A recent hardware platform, LightguideCam, offers a compact and flexible solution for a high-resolution see-through computational camera by guiding a portion of the incoming light to an image sensor, forming a blurred image^[23]. However, reconstructing a clear image from this blurred measurement using traditional model-based iterative algorithms like the fast iterative shrinkage-thresholding algorithm (FISTA)^[24–26] is computationally demanding and too slow for real-time applications. This challenge has motivated a shift toward data-driven methods, as deep learning has become a powerful tool for solving such inverse problems in computational imaging^[27–30]. Once a neural network is trained, it can perform image reconstruction at very high speeds^[31,32]. The field has rapidly evolved from early architectures like U-Net^[33,34] to more efficient physics-informed neural networks^[35,36], which combine the advantages of data-driven and model-based approaches to improve performance and data efficiency^[37–41].

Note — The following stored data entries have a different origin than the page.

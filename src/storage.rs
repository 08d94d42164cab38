//! SQLite storage layer for onward.
//!
//! Provides the database shared by the API server and the CLI tooling.
//! Handles schema creation, CRUD operations for all entity types, and the
//! task-completion transaction that awards points atomically.

use std::collections::HashSet;
use std::path::Path;

use rusqlite::{params, Connection, OptionalExtension};
use serde::{Deserialize, Serialize};

use crate::progress::level_for_points;

// ---------------------------------------------------------------------------
// Error types
// ---------------------------------------------------------------------------

#[derive(Debug)]
pub enum StorageError {
    Sqlite(rusqlite::Error),
    Io(std::io::Error),
    NotFound(String),
    AlreadyExists(String),
}

impl std::fmt::Display for StorageError {
    fn fmt(&self, f: &mut std::fmt::Formatter<'_>) -> std::fmt::Result {
        match self {
            StorageError::Sqlite(e) => write!(f, "sqlite error: {e}"),
            StorageError::Io(e) => write!(f, "io error: {e}"),
            StorageError::NotFound(msg) => write!(f, "not found: {msg}"),
            StorageError::AlreadyExists(msg) => write!(f, "already exists: {msg}"),
        }
    }
}

impl std::error::Error for StorageError {}

impl From<rusqlite::Error> for StorageError {
    fn from(e: rusqlite::Error) -> Self {
        StorageError::Sqlite(e)
    }
}

impl From<std::io::Error> for StorageError {
    fn from(e: std::io::Error) -> Self {
        StorageError::Io(e)
    }
}

/// True when the wrapped sqlite error is a UNIQUE constraint violation.
fn is_unique_violation(e: &rusqlite::Error) -> bool {
    matches!(
        e,
        rusqlite::Error::SqliteFailure(err, _)
            if err.code == rusqlite::ErrorCode::ConstraintViolation
    )
}

// ---------------------------------------------------------------------------
// Row types
// ---------------------------------------------------------------------------

/// User row stored in the database. Never hard-deleted; `is_active = false`
/// marks a deactivated account.
#[derive(Debug, Clone, Serialize, Deserialize)]
pub struct UserRow {
    pub id: i64,
    pub email: String,
    pub username: String,
    pub password_hash: String,
    pub is_active: bool,
    pub created_at: i64,
}

/// Catalog task row.
#[derive(Debug, Clone, Serialize, Deserialize)]
pub struct TaskRow {
    pub id: i64,
    pub title: String,
    pub description: Option<String>,
    pub category: String,
    pub points: i64,
    pub is_daily: bool,
    pub is_active: bool,
    pub created_at: i64,
}

/// Per-user, per-day completion record. Unique per (user, task, date).
#[derive(Debug, Clone, Serialize, Deserialize)]
pub struct TaskCompletionRow {
    pub id: i64,
    pub user_id: i64,
    pub task_id: i64,
    pub completion_date: String,
    pub points_awarded: i64,
    pub completed_at: i64,
}

/// Recovery session row. At most one active session per (user, addiction
/// type); streak days are derived from `started_at`, never stored.
#[derive(Debug, Clone, Serialize, Deserialize)]
pub struct RecoverySessionRow {
    pub id: i64,
    pub user_id: i64,
    pub addiction_type: String,
    pub started_at: i64,
    pub ended_at: Option<i64>,
    pub is_active: bool,
    pub relapse_notes: Option<String>,
}

/// One mood record per user per calendar day.
#[derive(Debug, Clone, Serialize, Deserialize)]
pub struct DailyCheckinRow {
    pub id: i64,
    pub user_id: i64,
    pub checkin_date: String,
    pub mood: i64,
    pub energy: Option<i64>,
    pub stress: Option<i64>,
    pub notes: Option<String>,
    pub updated_at: i64,
}

/// Community post row.
#[derive(Debug, Clone, Serialize, Deserialize)]
pub struct CommunityPostRow {
    pub id: i64,
    pub user_id: i64,
    pub content: String,
    pub category: String,
    pub created_at: i64,
}

/// Community post joined with its author's username for list views.
#[derive(Debug, Clone, Serialize, Deserialize)]
pub struct CommunityPostView {
    pub id: i64,
    pub user_id: i64,
    pub username: String,
    pub content: String,
    pub category: String,
    pub created_at: i64,
}

/// Running point total and derived level for a user.
#[derive(Debug, Clone, Serialize, Deserialize)]
pub struct UserPointsRow {
    pub user_id: i64,
    pub total_points: i64,
    pub level: i64,
    pub updated_at: i64,
}

/// Device push-token registration.
#[derive(Debug, Clone, Serialize, Deserialize)]
pub struct PushTokenRow {
    pub id: i64,
    pub user_id: i64,
    pub token: String,
    pub platform: Option<String>,
    pub created_at: i64,
}

/// Append-only dispatch log entry.
#[derive(Debug, Clone, Serialize, Deserialize)]
pub struct NotificationRow {
    pub id: i64,
    pub user_id: i64,
    pub title: String,
    pub body: String,
    /// JSON-encoded structured payload, when the dispatch carried one.
    pub data: Option<String>,
    /// "sent" when every token succeeded, "failed" otherwise.
    pub status: String,
    pub created_at: i64,
}

/// Result of the task-completion transaction.
#[derive(Debug, Clone, Serialize, Deserialize)]
pub struct CompletionOutcome {
    pub points_earned: i64,
    pub total_points: i64,
    pub level: i64,
    pub level_up: bool,
}

// ---------------------------------------------------------------------------
// Storage handle
// ---------------------------------------------------------------------------

/// Main storage handle wrapping a SQLite connection.
pub struct Storage {
    conn: Connection,
}
//! Shared server state behind a single async mutex.

use std::sync::Arc;
use std::time::Instant;

use tokio::sync::Mutex;

use crate::push::PushDispatcher;
use crate::server::config::Config;
use crate::server::rate_limit::RateLimiter;
use crate::storage::Storage;

pub struct AppState {
    pub storage: Storage,
    pub config: Config,
    /// Shared so handlers can dispatch over the network without holding the
    /// state lock.
    pub push: Arc<PushDispatcher>,
    pub limiter: RateLimiter,
    pub started_at: Instant,
}

pub type SharedState = Arc<Mutex<AppState>>;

In this work, we address the reconstruction speed and quality challenge for the LightguideCam. We employ a physics-informed deep learning framework that replaces the slow model-based FISTA algorithm. This new approach achieves a dramatic increase in reconstruction speed and a significant improvement in image quality. The simple design of the LightguideCam, combined with the high-performance reconstruction network, offers a compelling solution for seamless integration into AR display devices, with great potential for applications such as eye-gaze tracking and eye-position-perspective photography.

2. Methods

2.1. Principle of LightguideCam

The core of the see-through camera system is a lightguide that enables simultaneous viewing of a scene and imaging of it, as illustrated in Fig. 1. The system can be described by a forward model that accounts for the spatially varying point spread function (PSF) introduced by the camera optics [Fig. 1(a)]. For this model, the object image is treated as a 2D array of pixels, $v [x, y]$ . Each pixel has a corresponding PSF, $h [x^{'}, y^{'}; x, y]$ , that describes its projection onto the camera sensor, where $[x^{'}, y^{'}]$ are the image space coordinates. Assuming incoherence between object pixels, a measurement $b [x^{'}, y^{'}]$ can be expressed as a linear combination of the PSFs from all object pixels: $b [x^{'}, y^{'}] = \sum_{x, y} v [x, y] h [x^{'}, y^{'}; x, y] = A v .$ (1)Here, the matrix $A$ represents the system’s complete response, mapping the object $v$ to the measurement $b$ . The inverse problem, which is the central challenge, is to recover $v$ given $b$ and an estimate of $A$ [Fig. 1(b)]. In the previously published work on LightguideCam^[23], the iterative FISTA algorithm was applied to solve this problem^[24]. However, reconstructing a single image required several minutes, which is far too slow for real-time applications. To overcome this limitation, we employ a deep-learning-based approach for high-speed, high-quality reconstruction.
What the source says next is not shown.